“…um deslocamento da demanda chinesa para os produtos brasileiros, sobretudo para a soja…”
Enilson Nogueira é consultor e analista de mercado na consultoria agrícola Céleres, economista e mestre em economia agrícola pela Esalq/USP.
Nogueira é responsável pelo acompanhamento dos mercados de soja, milho, algodão e mercados/indústrias relacionados.

Enilson Nogueira, consultor na Céleres
AgriBrasilis – Quais os impactos do governo Trump sobre o mercado de grãos?
Enilson Nogueira – O governo Trump aumenta as chances de retomada da guerra comercial entre EUA e China, principalmente com a imposição de barreiras comerciais a outros parceiros, como México e Canadá. A evidência disso ficou ainda mais clara com a decisão de retomar ou aumentar a tarifa de exportação agrícola dos EUA para a China, comunicada no início de março de 2025.
O efeito direto desse cenário é um deslocamento da demanda chinesa para os produtos brasileiros, sobretudo para a soja, visto que a China é o maior consumidor e esmagador dos grãos do país e importa mais de 80% do volume necessário para seu parque industrial.
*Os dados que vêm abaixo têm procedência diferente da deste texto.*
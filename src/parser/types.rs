use crate::client::HttpMethod;
use serde::{Deserialize, Serialize};
use serde_json::Value;
use std::collections::BTreeMap;

/// A parsed scenario table
#[derive(Debug, Clone, Serialize, Deserialize)]
#[serde(rename_all = "camelCase")]
pub struct Suite {
    #[serde(default)]
    pub name: String,

    #[serde(default)]
    pub scenarios: Vec<Scenario>,
}

impl Suite {
    /// Actor names referenced by any step, in first-use order
    pub fn referenced_actors(&self) -> Vec<String> {
        let mut actors: Vec<String> = Vec::new();
        for step in self.scenarios.iter().flat_map(|s| s.steps.iter()) {
            if let Some(actor) = &step.actor {
                if !actors.contains(actor) {
                    actors.push(actor.clone());
                }
            }
        }
        actors
    }
}

/// One feature behavior under test: an ordered list of calls plus checks
#[derive(Debug, Clone, Serialize, Deserialize)]
#[serde(rename_all = "camelCase")]
pub struct Scenario {
    pub name: String,

    /// Reporter category the scenario's checks are counted under
    pub category: String,

    #[serde(default)]
    pub description: Option<String>,

    #[serde(default)]
    pub tags: Vec<String>,

    /// Scenario-local variables, templated before the first step runs
    #[serde(default)]
    pub vars: BTreeMap<String, String>,

    /// Saved variables handed off to later scenarios
    #[serde(default)]
    pub exports: Vec<String>,

    #[serde(default)]
    pub steps: Vec<Step>,
}

/// A single call and the check recorded for it
#[derive(Debug, Clone, Serialize, Deserialize)]
#[serde(rename_all = "camelCase")]
pub struct Step {
    pub name: String,

    pub method: HttpMethod,

    /// Relative endpoint, templated (`test-series/${seriesId}`)
    pub path: String,

    /// Actor whose token is attached; anonymous when absent
    #[serde(default)]
    pub actor: Option<String>,

    #[serde(default)]
    pub body: Option<Value>,

    #[serde(default)]
    pub multipart: Option<MultipartSpec>,

    pub expect: Expectation,

    /// variable name -> response field path
    #[serde(default)]
    pub save: BTreeMap<String, String>,
}

#[derive(Debug, Clone, Serialize, Deserialize)]
#[serde(rename_all = "camelCase")]
pub struct Expectation {
    pub status: StatusExpectation,

    #[serde(default)]
    pub fields: Vec<FieldCheck>,
}

/// `status: 200` or `status: [200, 201]`
#[derive(Debug, Clone, Serialize, Deserialize, PartialEq)]
#[serde(untagged)]
pub enum StatusExpectation {
    One(u16),
    AnyOf(Vec<u16>),
}

impl StatusExpectation {
    pub fn accepts(&self, status: u16) -> bool {
        match self {
            StatusExpectation::One(s) => *s == status,
            StatusExpectation::AnyOf(list) => list.contains(&status),
        }
    }

    pub fn is_empty(&self) -> bool {
        matches!(self, StatusExpectation::AnyOf(list) if list.is_empty())
    }
}

impl std::fmt::Display for StatusExpectation {
    fn fmt(&self, f: &mut std::fmt::Formatter<'_>) -> std::fmt::Result {
        match self {
            StatusExpectation::One(s) => write!(f, "{}", s),
            StatusExpectation::AnyOf(list) => {
                let joined: Vec<String> = list.iter().map(|s| s.to_string()).collect();
                write!(f, "{}", joined.join("/"))
            }
        }
    }
}

/// Rules applied to one field of the response body. Several rules may be set at once.
#[derive(Debug, Clone, Default, Serialize, Deserialize)]
#[serde(rename_all = "camelCase")]
pub struct FieldCheck {
    pub path: String,

    #[serde(default)]
    pub exists: Option<bool>,

    #[serde(default)]
    pub equals: Option<Value>,

    #[serde(default)]
    pub not_equals: Option<Value>,

    /// Case-insensitive substring of a string field
    #[serde(default)]
    pub contains_text: Option<String>,

    /// Regular expression a string field must match
    #[serde(default)]
    pub matches: Option<String>,

    #[serde(default)]
    pub is_array: Option<bool>,

    #[serde(default)]
    pub len: Option<usize>,

    #[serde(default)]
    pub min_len: Option<usize>,

    #[serde(default)]
    pub contains_item: Option<ItemMatch>,

    #[serde(default)]
    pub lacks_item: Option<ItemMatch>,
}

impl FieldCheck {
    pub fn has_rule(&self) -> bool {
        self.exists.is_some()
            || self.equals.is_some()
            || self.not_equals.is_some()
            || self.contains_text.is_some()
            || self.matches.is_some()
            || self.is_array.is_some()
            || self.len.is_some()
            || self.min_len.is_some()
            || self.contains_item.is_some()
            || self.lacks_item.is_some()
    }
}

/// Array element selector: the element whose `key` field equals `value`
#[derive(Debug, Clone, Serialize, Deserialize)]
#[serde(rename_all = "camelCase")]
pub struct ItemMatch {
    pub key: String,
    pub value: Value,
}

#[derive(Debug, Clone, Default, Serialize, Deserialize)]
#[serde(rename_all = "camelCase")]
pub struct MultipartSpec {
    #[serde(default)]
    pub fields: BTreeMap<String, String>,

    #[serde(default)]
    pub files: Vec<FilePart>,
}

/// File part content is given either as text or as base64-encoded bytes
#[derive(Debug, Clone, Serialize, Deserialize)]
#[serde(rename_all = "camelCase")]
pub struct FilePart {
    pub field: String,
    pub filename: String,

    #[serde(default = "default_content_type")]
    pub content_type: String,

    #[serde(default)]
    pub text: Option<String>,

    #[serde(default)]
    pub base64: Option<String>,
}

fn default_content_type() -> String {
    "application/octet-stream".to_string()
}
Isso seria positivo para aumentar a demanda pela soja brasileira em meio à safra recorde colhida em 2025, sustentando os preços locais.
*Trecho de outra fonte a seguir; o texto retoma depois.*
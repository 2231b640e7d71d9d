use anyhow::{Context, Result};
use serde::{Deserialize, Serialize};
use std::collections::BTreeMap;
use std::path::Path;

pub const DEFAULT_BASE_URL: &str = "http://localhost:3000/api";
pub const DEFAULT_TIMEOUT_SECS: u64 = 30;

/// Role of a logical test identity
#[derive(Debug, Clone, Copy, Serialize, Deserialize, PartialEq, Eq)]
#[serde(rename_all = "lowercase")]
pub enum Role {
    Admin,
    Teacher,
    Student,
}

impl Role {
    pub fn as_str(&self) -> &'static str {
        match self {
            Role::Admin => "admin",
            Role::Teacher => "teacher",
            Role::Student => "student",
        }
    }
}

/// Credentials and registration details of one actor.
///
/// String fields are templates, so `lumi_teacher_${run}` yields a fresh account per run.
#[derive(Debug, Clone, Serialize, Deserialize)]
#[serde(rename_all = "camelCase")]
pub struct ActorProfile {
    pub role: Role,
    pub username: String,
    pub password: String,

    #[serde(default)]
    pub name: Option<String>,

    #[serde(default)]
    pub email: Option<String>,

    #[serde(default)]
    pub phone: Option<String>,

    /// Fall back to registration when login reports an unknown user
    #[serde(default = "default_register")]
    pub register: bool,
}

fn default_register() -> bool {
    true
}

impl ActorProfile {
    fn generated(role: Role, key: &str, password: &str, display: &str) -> Self {
        Self {
            role,
            username: format!("lumi_{}_${{run}}", key),
            password: password.to_string(),
            name: Some(display.to_string()),
            email: Some(format!("lumi.{}.${{run}}@gmail.com", key)),
            phone: Some("1234567890".to_string()),
            register: true,
        }
    }
}

/// Application configuration
#[derive(Debug, Clone, Serialize, Deserialize)]
#[serde(rename_all = "camelCase")]
pub struct Config {
    /// Base URL of the API under test, e.g. `http://localhost:3000/api`
    pub base_url: String,

    /// Per-request timeout
    pub timeout_secs: u64,

    /// Actors by name
    pub actors: BTreeMap<String, ActorProfile>,

    /// Extra template variables visible to every scenario
    pub vars: BTreeMap<String, String>,
}

impl Default for Config {
    fn default() -> Self {
        let mut actors = BTreeMap::new();
        actors.insert(
            "admin".to_string(),
            ActorProfile {
                role: Role::Admin,
                username: "admin".to_string(),
                password: "admin123".to_string(),
                name: None,
                email: None,
                phone: None,
                register: false,
            },
        );
        actors.insert(
            "teacher".to_string(),
            ActorProfile::generated(Role::Teacher, "teacher", "teacher123", "Lumi Test Teacher"),
        );
        actors.insert(
            "teacher2".to_string(),
            ActorProfile::generated(Role::Teacher, "teacher2", "teacher123", "Lumi Second Teacher"),
        );
        actors.insert(
            "student".to_string(),
            ActorProfile::generated(Role::Student, "student", "student123", "Lumi Test Student"),
        );

        Self {
            base_url: DEFAULT_BASE_URL.to_string(),
            timeout_secs: DEFAULT_TIMEOUT_SECS,
            actors,
            vars: BTreeMap::new(),
        }
    }
}

/// On-disk config: every key optional, merged over the defaults
#[derive(Debug, Default, Deserialize)]
#[serde(rename_all = "camelCase")]
struct ConfigFile {
    base_url: Option<String>,
    timeout_secs: Option<u64>,
    #[serde(default)]
    actors: BTreeMap<String, ActorProfile>,
    #[serde(default)]
    vars: BTreeMap<String, String>,
}

impl Config {
    /// Defaults, then the optional YAML file, then `LUMI_API_*` environment variables
    pub fn load(path: Option<&Path>) -> Result<Self> {
        Self::load_with(path, |key| std::env::var(key).ok())
    }

    /// `load` with the environment lookup supplied by the caller
    pub fn load_with<F>(path: Option<&Path>, get: F) -> Result<Self>
    where
        F: Fn(&str) -> Option<String>,
    {
        let mut config = Self::default();
        if let Some(path) = path {
            let content = std::fs::read_to_string(path)
                .with_context(|| format!("Failed to read config: {}", path.display()))?;
            config.merge_yaml(&content)?;
        }
        config.apply_env_with(get)?;
        Ok(config)
    }

    pub fn merge_yaml(&mut self, content: &str) -> Result<()> {
        let file: ConfigFile = serde_yaml::from_str(content).context("Invalid config YAML")?;
        if let Some(url) = file.base_url {
            self.base_url = url;
        }
        if let Some(secs) = file.timeout_secs {
            self.timeout_secs = secs;
        }
        self.actors.extend(file.actors);
        self.vars.extend(file.vars);
        Ok(())
    }

    pub fn apply_env_with<F>(&mut self, get: F) -> Result<()>
    where
        F: Fn(&str) -> Option<String>,
    {
        if let Some(url) = get("LUMI_API_BASE_URL") {
            self.base_url = url;
        }
        if let Some(secs) = get("LUMI_API_TIMEOUT_SECS") {
            self.timeout_secs = secs
                .parse()
                .with_context(|| format!("LUMI_API_TIMEOUT_SECS is not a number: {}", secs))?;
        }
        if let Some(admin) = self.actors.get_mut("admin") {
            if let Some(username) = get("LUMI_API_ADMIN_USERNAME") {
                admin.username = username;
            }
            if let Some(password) = get("LUMI_API_ADMIN_PASSWORD") {
                admin.password = password;
            }
        }
        Ok(())
    }

    pub fn actor_names(&self) -> Vec<String> {
        self.actors.keys().cloned().collect()
    }
}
Por outro lado, as incertezas trazidas pela mudança de governo adicionam complexidade à tomada de decisão no mercado local, expressando-se na maior volatilidade dos preços e no impacto sobre o câmbio.
AgriBrasilis – A desvalorização do real tem sido benéfica para o agro?
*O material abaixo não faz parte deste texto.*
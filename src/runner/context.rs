use regex::Regex;
use serde_json::Value;
use std::collections::{BTreeMap, HashMap};
use std::sync::OnceLock;
use thiserror::Error;

/// Placeholders left unresolved after templating
#[derive(Debug, Clone, PartialEq, Error)]
#[error("missing fixture: {}", .0.join(", "))]
pub struct Unresolved(pub Vec<String>);

fn placeholder_re() -> &'static Regex {
    static RE: OnceLock<Regex> = OnceLock::new();
    RE.get_or_init(|| Regex::new(r"\$\{([a-zA-Z0-9_.]+)\}").expect("valid placeholder regex"))
}

fn whole_placeholder_re() -> &'static Regex {
    static RE: OnceLock<Regex> = OnceLock::new();
    RE.get_or_init(|| Regex::new(r"^\$\{([a-zA-Z0-9_.]+)\}$").expect("valid placeholder regex"))
}

/// Environment variables visible to templates carry this prefix
pub const ENV_VAR_PREFIX: &str = "LUMI_API_VAR_";

/// Run-scoped state handed to every scenario.
///
/// Lookup order for `${name}`: scenario vars, exported fixtures, config vars,
/// actor records, built-ins, then `LUMI_API_VAR_<name>` from the process environment.
pub struct RunContext {
    /// Short id unique to this run, used to make usernames and titles unique
    pub run_id: String,

    /// Variables of the scenario currently running
    pub vars: HashMap<String, Value>,

    /// Values explicitly exported by earlier scenarios
    pub fixtures: HashMap<String, Value>,

    /// Config-level variables
    pub env: HashMap<String, Value>,

    /// Actor records (`username`, `userId`, `role`, ...) keyed by actor name
    actors: HashMap<String, Value>,
}

impl RunContext {
    pub fn new(run_id: &str, config_vars: &BTreeMap<String, String>) -> Self {
        Self {
            run_id: run_id.to_string(),
            vars: HashMap::new(),
            fixtures: HashMap::new(),
            env: config_vars
                .iter()
                .map(|(k, v)| (k.clone(), Value::String(v.clone())))
                .collect(),
            actors: HashMap::new(),
        }
    }

    /// Drop the previous scenario's variables
    pub fn begin_scenario(&mut self) {
        self.vars.clear();
    }

    /// Hand the named scenario variables to later scenarios.
    /// Returns the names that were never saved.
    pub fn export(&mut self, names: &[String]) -> Vec<String> {
        let mut missing = Vec::new();
        for name in names {
            match self.vars.get(name) {
                Some(value) => {
                    self.fixtures.insert(name.clone(), value.clone());
                }
                None => missing.push(name.clone()),
            }
        }
        missing
    }

    pub fn set_actor(&mut self, name: &str, record: Value) {
        self.actors.insert(name.to_string(), record);
    }

    pub fn set_var(&mut self, name: &str, value: Value) {
        self.vars.insert(name.to_string(), value);
    }

    /// Get a variable from the scopes in lookup order
    pub fn get_var(&self, name: &str) -> Option<Value> {
        self.vars
            .get(name)
            .or_else(|| self.fixtures.get(name))
            .or_else(|| self.env.get(name))
            .or_else(|| self.actors.get(name))
            .cloned()
            .or_else(|| self.builtin(name))
            .or_else(|| {
                std::env::var(format!("{}{}", ENV_VAR_PREFIX, name))
                    .ok()
                    .map(Value::String)
            })
    }

    fn builtin(&self, name: &str) -> Option<Value> {
        let value = match name {
            "run" => self.run_id.clone(),
            "uuid" => uuid::Uuid::new_v4().to_string(),
            "timestamp" => chrono::Utc::now().timestamp().to_string(),
            "date" => chrono::Local::now().format("%Y-%m-%d").to_string(),
            "time" => chrono::Local::now().format("%H:%M:%S").to_string(),
            _ => return None,
        };
        Some(Value::String(value))
    }

    /// Resolve `name` or `name.json.path` into a JSON value
    pub fn resolve(&self, key: &str) -> Option<Value> {
        if let Some(value) = self.get_var(key) {
            return Some(value);
        }

        let (var_name, json_path) = key.split_once('.')?;
        let root = self.get_var(var_name)?;
        let root = match root {
            Value::String(s) => serde_json::from_str::<Value>(&s).ok()?,
            other => other,
        };
        let pointer = format!("/{}", json_path.replace('.', "/"));
        root.pointer(&pointer).cloned()
    }

    /// Substitute every `${key}` in a string
    pub fn substitute_vars(&self, text: &str) -> Result<String, Unresolved> {
        let mut missing = Vec::new();
        let rendered = placeholder_re()
            .replace_all(text, |caps: &regex::Captures| {
                let key = &caps[1];
                match self.resolve(key) {
                    Some(Value::String(s)) => s,
                    Some(other) => other.to_string(),
                    None => {
                        missing.push(key.to_string());
                        format!("${{{}}}", key)
                    }
                }
            })
            .to_string();

        if missing.is_empty() {
            Ok(rendered)
        } else {
            Err(Unresolved(missing))
        }
    }

    /// Template every string inside a JSON value. A string that is exactly one
    /// placeholder takes the resolved value's own JSON type.
    pub fn render_value(&self, value: &Value) -> Result<Value, Unresolved> {
        let mut missing = Vec::new();
        let rendered = self.render_inner(value, &mut missing);
        if missing.is_empty() {
            Ok(rendered)
        } else {
            Err(Unresolved(missing))
        }
    }

    fn render_inner(&self, value: &Value, missing: &mut Vec<String>) -> Value {
        match value {
            Value::String(s) => {
                if let Some(caps) = whole_placeholder_re().captures(s) {
                    if let Some(resolved) = self.resolve(&caps[1]) {
                        return resolved;
                    }
                }
                match self.substitute_vars(s) {
                    Ok(rendered) => Value::String(rendered),
                    Err(Unresolved(names)) => {
                        missing.extend(names);
                        value.clone()
                    }
                }
            }
            Value::Array(items) => {
                Value::Array(items.iter().map(|v| self.render_inner(v, missing)).collect())
            }
            Value::Object(map) => Value::Object(
                map.iter()
                    .map(|(k, v)| (k.clone(), self.render_inner(v, missing)))
                    .collect(),
            ),
            other => other.clone(),
        }
    }
}

#[cfg(test)]
mod tests {
    use super::*;
    use serde_json::json;

    fn context() -> RunContext {
        let mut vars = BTreeMap::new();
        vars.insert("category".to_string(), "NEET".to_string());
        RunContext::new("ab12cd34", &vars)
    }

    #[test]
    fn test_substitute_builtin_and_config_vars() {
        let ctx = context();
        assert_eq!(
            ctx.substitute_vars("lumi_teacher_${run} in ${category}").unwrap(),
            "lumi_teacher_ab12cd34 in NEET"
        );
    }

    #[test]
    fn test_missing_variable_is_reported() {
        let ctx = context();
        let err = ctx
            .substitute_vars("test-series/${seriesId}/attempts/${attemptId}")
            .unwrap_err();
        assert_eq!(err.0, vec!["seriesId", "attemptId"]);
        assert_eq!(err.to_string(), "missing fixture: seriesId, attemptId");
    }

    #[test]
    fn test_actor_record_dotted_access() {
        let mut ctx = context();
        ctx.set_actor(
            "student",
            json!({ "username": "lumi_student_ab12cd34", "userId": "u-9", "role": "student" }),
        );
        assert_eq!(
            ctx.substitute_vars("${student.username}/${student.userId}").unwrap(),
            "lumi_student_ab12cd34/u-9"
        );
    }

    #[test]
    fn test_whole_placeholder_keeps_json_type() {
        let mut ctx = context();
        ctx.set_var("answer", json!(1));
        ctx.set_var("questionId", json!("q1"));

        let body = json!({
            "questionId": "${questionId}",
            "answer": "${answer}",
            "note": "answer ${answer} for ${questionId}",
            "action": "submit_answer"
        });
        let rendered = ctx.render_value(&body).unwrap();

        assert_eq!(rendered["answer"], json!(1));
        assert_eq!(rendered["questionId"], json!("q1"));
        assert_eq!(rendered["note"], json!("answer 1 for q1"));
        assert_eq!(rendered["action"], json!("submit_answer"));
    }

    #[test]
    fn test_render_value_collects_all_missing() {
        let ctx = context();
        let err = ctx
            .render_value(&json!({ "a": "${x}", "b": ["${y}", "ok"] }))
            .unwrap_err();
        assert_eq!(err.0, vec!["x", "y"]);
    }

    #[test]
    fn test_export_moves_vars_to_fixtures() {
        let mut ctx = context();
        ctx.set_var("seriesId", json!("ts-1"));

        let missing = ctx.export(&["seriesId".to_string(), "attemptId".to_string()]);
        assert_eq!(missing, vec!["attemptId"]);

        ctx.begin_scenario();
        assert!(ctx.vars.is_empty());
        assert_eq!(ctx.get_var("seriesId"), Some(json!("ts-1")));
    }

    #[test]
    fn test_scenario_vars_shadow_fixtures() {
        let mut ctx = context();
        ctx.fixtures.insert("title".to_string(), json!("old"));
        ctx.set_var("title", json!("new"));
        assert_eq!(ctx.substitute_vars("${title}").unwrap(), "new");
    }

    #[test]
    fn test_only_prefixed_environment_variables_resolve() {
        std::env::set_var("lumiCtxFixture", "from-env");
        std::env::set_var("LUMI_API_VAR_lumiCtxVar", "from-prefixed-env");
        let ctx = context();

        let err = ctx.substitute_vars("test-series/${lumiCtxFixture}").unwrap_err();
        assert_eq!(err.0, vec!["lumiCtxFixture"]);
        assert_eq!(
            ctx.substitute_vars("${lumiCtxVar}").unwrap(),
            "from-prefixed-env"
        );
    }
}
Enilson Nogueira – A desvalorização tem dois lados. Historicamente, o impacto é positivo, pois aumenta mais as receitas do que os custos.
O real mais fraco tende a sustentar os preços dos produtos exportados, como soja, milho, algodão em pluma e proteína animal, além de aumentar a competitividade brasileira no mercado internacional. Em dólar, o produto brasileiro torna-se mais barato. Por outro lado, há um aumento nos custos agrícolas, puxado pelos insumos importados – fertilizantes e defensivos – que devem impactar os produtores na compra de insumos para a safra 2025/26.
AgriBrasilis – Como as incertezas sobre o plantio da segunda safra de milho têm afetado o mercado?
Enilson Nogueira – O mercado local já opera acima da paridade de exportação, sobretudo nas regiões de maior consumo do cereal, como as usinas e as empresas de proteína animal.
Além do atraso no plantio, a incerteza agora está no volume de chuvas entre março, abril e maio. Como ponto positivo, o Mato Grosso tem tido chuvas dentro do esperado. Por outro lado, partes de Minas Gerais, Goiás e Mato Grosso do Sul tiveram períodos prolongados de seca entre o fim de fevereiro e o início de março de 2025.
O desempenho da segunda safra será o principal fator na formação dos preços do milho no mercado local em 2025.
AgriBrasilis – Por que o milho pode ser culpado pelo aumento do preço do ovo?
Enilson Nogueira – O milho, por ser um componente relevante no custo de produção, impacta diretamente o preço dos ovos e da proteína animal. Logo, a alta no preço do milho eleva os custos de produção, impactando a oferta e sustentando os preços dos ovos.
No entanto, outros fatores também influenciam. Sazonalmente, os preços dos ovos sobem entre o Carnaval e a Quaresma, devido ao aumento do consumo no período. Além disso, o real desvalorizado e os juros altos também impactam os custos, contribuindo para a alta dos preços no mercado local.
AgriBrasilis – Que fatores têm causado o aumento no preço do milho?
Enilson Nogueira – O principal fator é o baixo estoque de passagem de 2024 para 2025. No ano passado, os preços baixos do cereal reduziram a área plantada e o pacote tecnológico adotado pelos produtores, diminuindo a oferta em um momento de margens positivas e crescimento da demanda local – sobretudo por parte das usinas de etanol de cereais e das indústrias de ração e produção animal.
Além disso, a desvalorização do real e os riscos climáticos da segunda safra de 2024/25 aumentaram com o atraso no plantio no início do ano.
AgriBrasilis – Quais as perspectivas para o setor de grãos em 2025?
Enilson Nogueira – O cenário geral é de preços mais altos, principalmente para o milho, e normalização das margens na produção de soja e milho, sustentados pela desvalorização do real e pela demanda externa adicional decorrente da mudança de governo nos EUA.
Além disso, a questão logística volta a ser um desafio em 2025. O aumento da produção de grãos e outros produtos agrícolas deve elevar os custos dos fretes, ampliar o déficit de armazenamento no interior e pressionar a ocupação portuária.